* **Exercise aim**
The material is to be repeated exactly, from first line to last.

START Provided entries

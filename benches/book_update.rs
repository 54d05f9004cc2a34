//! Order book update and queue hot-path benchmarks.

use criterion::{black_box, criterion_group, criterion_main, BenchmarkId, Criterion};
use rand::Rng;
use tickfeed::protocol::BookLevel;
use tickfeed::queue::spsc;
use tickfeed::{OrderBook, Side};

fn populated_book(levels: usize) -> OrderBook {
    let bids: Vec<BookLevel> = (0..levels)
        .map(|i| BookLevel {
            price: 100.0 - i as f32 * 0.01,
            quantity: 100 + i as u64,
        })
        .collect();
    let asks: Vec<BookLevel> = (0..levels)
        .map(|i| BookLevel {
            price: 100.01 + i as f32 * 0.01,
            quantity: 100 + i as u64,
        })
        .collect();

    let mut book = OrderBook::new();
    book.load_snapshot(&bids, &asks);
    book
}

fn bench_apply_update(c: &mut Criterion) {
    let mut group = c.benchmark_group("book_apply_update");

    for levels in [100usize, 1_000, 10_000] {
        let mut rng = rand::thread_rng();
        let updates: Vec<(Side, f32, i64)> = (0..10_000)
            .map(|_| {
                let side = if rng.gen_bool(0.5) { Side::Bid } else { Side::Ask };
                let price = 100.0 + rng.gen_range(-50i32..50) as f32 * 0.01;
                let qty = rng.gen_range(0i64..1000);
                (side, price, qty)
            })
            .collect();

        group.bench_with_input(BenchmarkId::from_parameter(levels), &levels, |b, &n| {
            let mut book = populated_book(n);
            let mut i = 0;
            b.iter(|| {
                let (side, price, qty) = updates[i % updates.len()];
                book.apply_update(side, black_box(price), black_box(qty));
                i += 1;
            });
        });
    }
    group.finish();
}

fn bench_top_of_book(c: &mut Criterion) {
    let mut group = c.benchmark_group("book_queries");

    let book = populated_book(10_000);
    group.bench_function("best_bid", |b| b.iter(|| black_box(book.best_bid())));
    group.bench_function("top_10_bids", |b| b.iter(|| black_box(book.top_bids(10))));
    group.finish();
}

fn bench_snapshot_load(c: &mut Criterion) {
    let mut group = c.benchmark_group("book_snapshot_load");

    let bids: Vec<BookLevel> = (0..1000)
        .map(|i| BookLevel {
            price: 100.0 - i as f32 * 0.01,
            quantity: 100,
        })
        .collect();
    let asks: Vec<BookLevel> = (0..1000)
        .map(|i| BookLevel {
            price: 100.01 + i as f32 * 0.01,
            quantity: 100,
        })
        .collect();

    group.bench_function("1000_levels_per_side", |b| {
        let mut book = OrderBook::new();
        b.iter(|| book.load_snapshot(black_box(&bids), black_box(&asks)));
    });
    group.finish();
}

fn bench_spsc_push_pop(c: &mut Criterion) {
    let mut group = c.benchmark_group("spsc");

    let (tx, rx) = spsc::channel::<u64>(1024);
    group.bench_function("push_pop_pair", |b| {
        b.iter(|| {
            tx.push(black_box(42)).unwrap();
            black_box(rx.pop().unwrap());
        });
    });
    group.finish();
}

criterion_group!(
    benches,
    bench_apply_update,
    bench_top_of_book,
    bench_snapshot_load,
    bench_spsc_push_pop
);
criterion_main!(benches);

END Provided entries

* **Written answer**
filename benches/book_update.rs
repository 54d05f9004cc2a34
//! Order book update and queue hot-path benchmarks.

use criterion::{black_box, criterion_group, criterion_main, BenchmarkId, Criterion};
use rand::Rng;
use tickfeed::protocol::BookLevel;
use tickfeed::queue::spsc;
use tickfeed::{OrderBook, Side};

fn populated_book(levels: usize) -> OrderBook {
    let bids: Vec<BookLevel> = (0..levels)
        .map(|i| BookLevel {
            price: 100.0 - i as f32 * 0.01,
            quantity: 100 + i as u64,
        })
        .collect();
    let asks: Vec<BookLevel> = (0..levels)
        .map(|i| BookLevel {
            price: 100.01 + i as f32 * 0.01,
            quantity: 100 + i as u64,
        })
        .collect();

    let mut book = OrderBook::new();
    book.load_snapshot(&bids, &asks);
    book
}

fn bench_apply_update(c: &mut Criterion) {
    let mut group = c.benchmark_group("book_apply_update");

    for levels in [100usize, 1_000, 10_000] {
        let mut rng = rand::thread_rng();
        let updates: Vec<(Side, f32, i64)> = (0..10_000)
            .map(|_| {
                let side = if rng.gen_bool(0.5) { Side::Bid } else { Side::Ask };
                let price = 100.0 + rng.gen_range(-50i32..50) as f32 * 0.01;
                let qty = rng.gen_range(0i64..1000);
                (side, price, qty)
            })
            .collect();

        group.bench_with_input(BenchmarkId::from_parameter(levels), &levels, |b, &n| {
            let mut book = populated_book(n);
            let mut i = 0;
            b.iter(|| {
                let (side, price, qty) = updates[i % updates.len()];
                book.apply_update(side, black_box(price), black_box(qty));
                i += 1;
            });
        });
    }
    group.finish();
}

fn bench_top_of_book(c: &mut Criterion) {
    let mut group = c.benchmark_group("book_queries");

    let book = populated_book(10_000);
    group.bench_function("best_bid", |b| b.iter(|| black_box(book.best_bid())));
    group.bench_function("top_10_bids", |b| b.iter(|| black_box(book.top_bids(10))));
    group.finish();
}

fn bench_snapshot_load(c: &mut Criterion) {
    let mut group = c.benchmark_group("book_snapshot_load");

    let bids: Vec<BookLevel> = (0..1000)
        .map(|i| BookLevel {
            price: 100.0 - i as f32 * 0.01,
            quantity: 100,
        })
        .collect();
    let asks: Vec<BookLevel> = (0..1000)
        .map(|i| BookLevel {
            price: 100.01 + i as f32 * 0.01,
            quantity: 100,
        })
        .collect();

    group.bench_function("1000_levels_per_side", |b| {
        let mut book = OrderBook::new();
        b.iter(|| book.load_snapshot(black_box(&bids), black_box(&asks)));
    });
    group.finish();
}

fn bench_spsc_push_pop(c: &mut Criterion) {
    let mut group = c.benchmark_group("spsc");

    let (tx, rx) = spsc::channel::<u64>(1024);
    group.bench_function("push_pop_pair", |b| {
        b.iter(|| {
            tx.push(black_box(42)).unwrap();
            black_box(rx.pop().unwrap());
        });
    });
    group.finish();
}

criterion_group!(
    benches,
    bench_apply_update,
    bench_top_of_book,
    bench_snapshot_load,
    bench_spsc_push_pop
);
criterion_main!(benches);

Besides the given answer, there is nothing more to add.